Much like the aggregator was a subset of the Gateway pattern, the Edge pattern is also a subset of the Gateway pattern. The basic problem that we need to solve with the Edge pattern comes in two flavors. The most common is that using a Gateway becomes a scaling concern as one client type, say mobile, contributes to request volume significantly more than other services because of which scaling the Gateway becomes wasteful.

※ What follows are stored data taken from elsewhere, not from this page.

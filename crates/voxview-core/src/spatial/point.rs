//! Point type for representing positions in physical space.

use nalgebra::Point as NaPoint;
use serde::{Deserialize, Serialize};

use super::vector::Vector;

/// A point in D-dimensional physical space.
///
/// Points represent absolute positions, as opposed to [`Vector`]s which
/// represent displacements. This is a thin wrapper around nalgebra's Point
/// to provide domain-specific functionality while maintaining all nalgebra
/// operations.
#[derive(Debug, Clone, Copy, PartialEq, Serialize, Deserialize)]
pub struct Point<const D: usize>(pub NaPoint<f64, D>);

impl<const D: usize> Point<D> {
    /// Create a new point from coordinates.
    pub fn new(coords: [f64; D]) -> Self {
        Self(NaPoint::from(coords))
    }

    /// Create a point at the origin.
    pub fn origin() -> Self {
        Self(NaPoint::origin())
    }

    /// Create a new point from a slice of coordinates.
    pub fn from_slice(coords: &[f64]) -> Self {
        assert!(coords.len() == D, "Coordinate slice length must match dimension");
        let mut point = Self::origin();
        for i in 0..D {
            point.0[i] = coords[i];
        }
        point
    }

    /// Convert point to a vector of coordinates.
    pub fn to_vec(&self) -> Vec<f64> {
        (0..D).map(|i| self.0[i]).collect()
    }

    /// Get the inner nalgebra point.
    pub fn inner(&self) -> &NaPoint<f64, D> {
        &self.0
    }

    /// Get mutable reference to inner nalgebra point.
    pub fn inner_mut(&mut self) -> &mut NaPoint<f64, D> {
        &mut self.0
    }
}

impl<const D: usize> std::ops::Index<usize> for Point<D> {
    type Output = f64;

    fn index(&self, index: usize) -> &Self::Output {
        &self.0[index]
    }
}

impl<const D: usize> std::ops::IndexMut<usize> for Point<D> {
    fn index_mut(&mut self, index: usize) -> &mut Self::Output {
        &mut self.0[index]
    }
}

impl<const D: usize> std::ops::Sub for Point<D> {
    type Output = Vector<D>;

    fn sub(self, other: Self) -> Self::Output {
        Vector(self.0.coords - other.0.coords)
    }
}

impl<const D: usize> std::ops::Add<Vector<D>> for Point<D> {
    type Output = Self;

    fn add(self, vector: Vector<D>) -> Self::Output {
        Self(self.0 + vector.0)
    }
}

#[cfg(test)]
mod tests {
    use super::*;

    // Type aliases for testing
    type Point3 = Point<3>;
    type Vector3 = Vector<3>;

    #[test]
    fn test_point_creation() {
        let p = Point3::new([1.0, 2.0, 3.0]);
        assert_eq!(p[0], 1.0);
        assert_eq!(p[1], 2.0);
        assert_eq!(p[2], 3.0);
    }

    #[test]
    fn test_point_origin() {
        let p = Point3::origin();
        assert_eq!(p, Point3::new([0.0, 0.0, 0.0]));
    }

    #[test]
    fn test_point_from_slice() {
        let coords = vec![4.0, 5.0, 6.0];
        let p = Point3::from_slice(&coords);
        assert_eq!(p.to_vec(), coords);
    }

    #[test]
    fn test_point_arithmetic() {
        let p1 = Point3::new([1.0, 2.0, 3.0]);
        let p2 = Point3::new([4.0, 6.0, 8.0]);

        let displacement = p2 - p1;
        assert_eq!(displacement, Vector3::new([3.0, 4.0, 5.0]));

        let moved = p1 + displacement;
        assert_eq!(moved, p2);
    }

    #[test]
    fn test_point_inner_access() {
        let mut p = Point3::new([1.0, 2.0, 3.0]);
        assert_eq!(p.inner().coords.as_slice(), &[1.0, 2.0, 3.0]);

        p.inner_mut()[0] = 9.0;
        assert_eq!(p[0], 9.0);
    }
}
//! Momentum: rolling percentage change over a lookback window.
//!
//! momentum[t] = close[t] / close[t-window] - 1
//! Lookback: window. Entries before the window are `None`.

use super::Indicator;
use crate::domain::PriceSeries;
use crate::error::ParamError;

/// Momentum values aligned index-for-index with the source `PriceSeries`.
pub type MomentumSeries = Vec<Option<f64>>;

#[derive(Debug, Clone)]
pub struct Momentum {
    window: usize,
    name: String,
}

impl Momentum {
    /// Window is signed so callers can pass user input straight through;
    /// anything below 1 is rejected.
    pub fn new(window: i64) -> Result<Self, ParamError> {
        let window = usize::try_from(window)
            .ok()
            .filter(|w| *w >= 1)
            .ok_or_else(|| ParamError::invalid(format!("window must be > 0, got {window}")))?;

        Ok(Self {
            window,
            name: format!("momentum_{window}"),
        })
    }

    pub fn window(&self) -> usize {
        self.window
    }
}

impl Indicator for Momentum {
    fn name(&self) -> &str {
        &self.name
    }

    fn lookback(&self) -> usize {
        self.window
    }

    fn compute(&self, series: &PriceSeries) -> Vec<Option<f64>> {
        let closes: Vec<f64> = series.closes().collect();
        let n = closes.len();
        let mut result = vec![None; n];

        for i in self.window..n {
            result[i] = Some(closes[i] / closes[i - self.window] - 1.0);
        }

        result
    }
}

/// Compute momentum for `series` over `window` periods.
pub fn momentum(series: &PriceSeries, window: i64) -> Result<MomentumSeries, ParamError> {
    Ok(Momentum::new(window)?.compute(series))
}
//! Synthetic price provider.
//!
//! Developer-only mode for running the pipeline without network access.
//! Generates a seeded random walk of weekday closes ending on a fixed date.
//! The same seed, symbol, period and end date always produce the same series.

use super::provider::{DataError, DataProvider, DataSource};
use super::table::{FlatPriceTable, PriceTable};
use crate::domain::Period;
use chrono::{Datelike, NaiveDate, Weekday};
use rand::rngs::StdRng;
use rand::{Rng, SeedableRng};

#[derive(Debug, Clone)]
pub struct SyntheticProvider {
    seed: u64,
    end: NaiveDate,
    start_price: f64,
    max_daily_move: f64,
}

impl SyntheticProvider {
    pub fn new(seed: u64, end: NaiveDate) -> Self {
        Self {
            seed,
            end,
            start_price: 100.0,
            max_daily_move: 0.03,
        }
    }

    /// Deterministic RNG from the seed and symbol name.
    fn rng_for(&self, symbol: &str) -> StdRng {
        let mut hasher = blake3::Hasher::new();
        hasher.update(&self.seed.to_le_bytes());
        hasher.update(symbol.as_bytes());
        StdRng::from_seed(*hasher.finalize().as_bytes())
    }

    /// The last `n` weekdays up to and including `end`, oldest first.
    fn weekdays_ending(end: NaiveDate, n: usize) -> Vec<NaiveDate> {
        let mut dates = Vec::with_capacity(n);
        let mut current = end;
        while dates.len() < n {
            if !matches!(current.weekday(), Weekday::Sat | Weekday::Sun) {
                dates.push(current);
            }
            match current.pred_opt() {
                Some(prev) => current = prev,
                None => break,
            }
        }
        dates.reverse();
        dates
    }
}

impl DataProvider for SyntheticProvider {
    fn name(&self) -> &str {
        "synthetic"
    }

    fn source(&self) -> DataSource {
        DataSource::Synthetic
    }

    fn fetch(&self, symbol: &str, period: Period) -> Result<PriceTable, DataError> {
        let dates = Self::weekdays_ending(self.end, period.trading_days(self.end));
        let mut rng = self.rng_for(symbol);

        let mut price = self.start_price;
        let closes = dates
            .iter()
            .map(|_| {
                let daily_return: f64 = rng.gen_range(-self.max_daily_move..self.max_daily_move);
                price *= 1.0 + daily_return;
                Some(price)
            })
            .collect();

        let mut table = FlatPriceTable::new(dates);
        table.push_column("Close", closes)?;
        Ok(PriceTable::Flat(table))
    }
}
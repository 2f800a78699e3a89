//! Parameter and pipeline error types.

use crate::data::DataError;
use thiserror::Error;

/// Rejected numeric or textual input to a pipeline stage.
#[derive(Debug, Clone, PartialEq, Eq, Error)]
pub enum ParamError {
    #[error("invalid parameter: {0}")]
    InvalidParameter(String),
}

impl ParamError {
    pub(crate) fn invalid(msg: impl Into<String>) -> Self {
        Self::InvalidParameter(msg.into())
    }
}

/// Any failure of a pipeline run, surfaced with the originating message unchanged.
#[derive(Debug, Error)]
pub enum PipelineError {
    #[error(transparent)]
    Data(#[from] DataError),

    #[error(transparent)]
    Param(#[from] ParamError),
}
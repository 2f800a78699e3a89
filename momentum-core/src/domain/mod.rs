//! Domain types for the momentum pipeline

pub mod period;
pub mod price;

pub use period::Period;
pub use price::{PricePoint, PriceSeries, SeriesError};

The other problem is similar to aggregation in that a client doesn't just need a single touch point. It needs special business logic as well, that only applies to this client and Edge Services transforms into client-specific Gateways. They provide the benefits of aggregation, consolidation companies and complexity isolation while doing so based on the sole needs of a specific client. These Edge Services focus on a specific client, so their isolation pattern is directly addressing that client.

What does Edge Design do?

  • Identify Client
  • Build Contracts
  • Implement Contracts
  • Maintain passivity as long as client is needed

Gateway vs. Edge

Here are some ways in which Gateway patterns differ from Edge design:

  • Similar but different; we're handling things like isolation, consolidation, aggregating and proxying, it's whether is for the whole system or just one client.
  • Edge target clients
  • Edge more scalable
  • Edge is more flexible for new clients
  • Gateway has less moving parts

Conclusion

This article shares some key principles and different patterns to use for the orchestration of different clients while minimizing the chaos and maintenance. We covered patterns that handle isolation, consolidation, aggregating & proxying for a specific client or for a system as a whole. I hope this article has given you insights into the topic and hope to see you in the next one.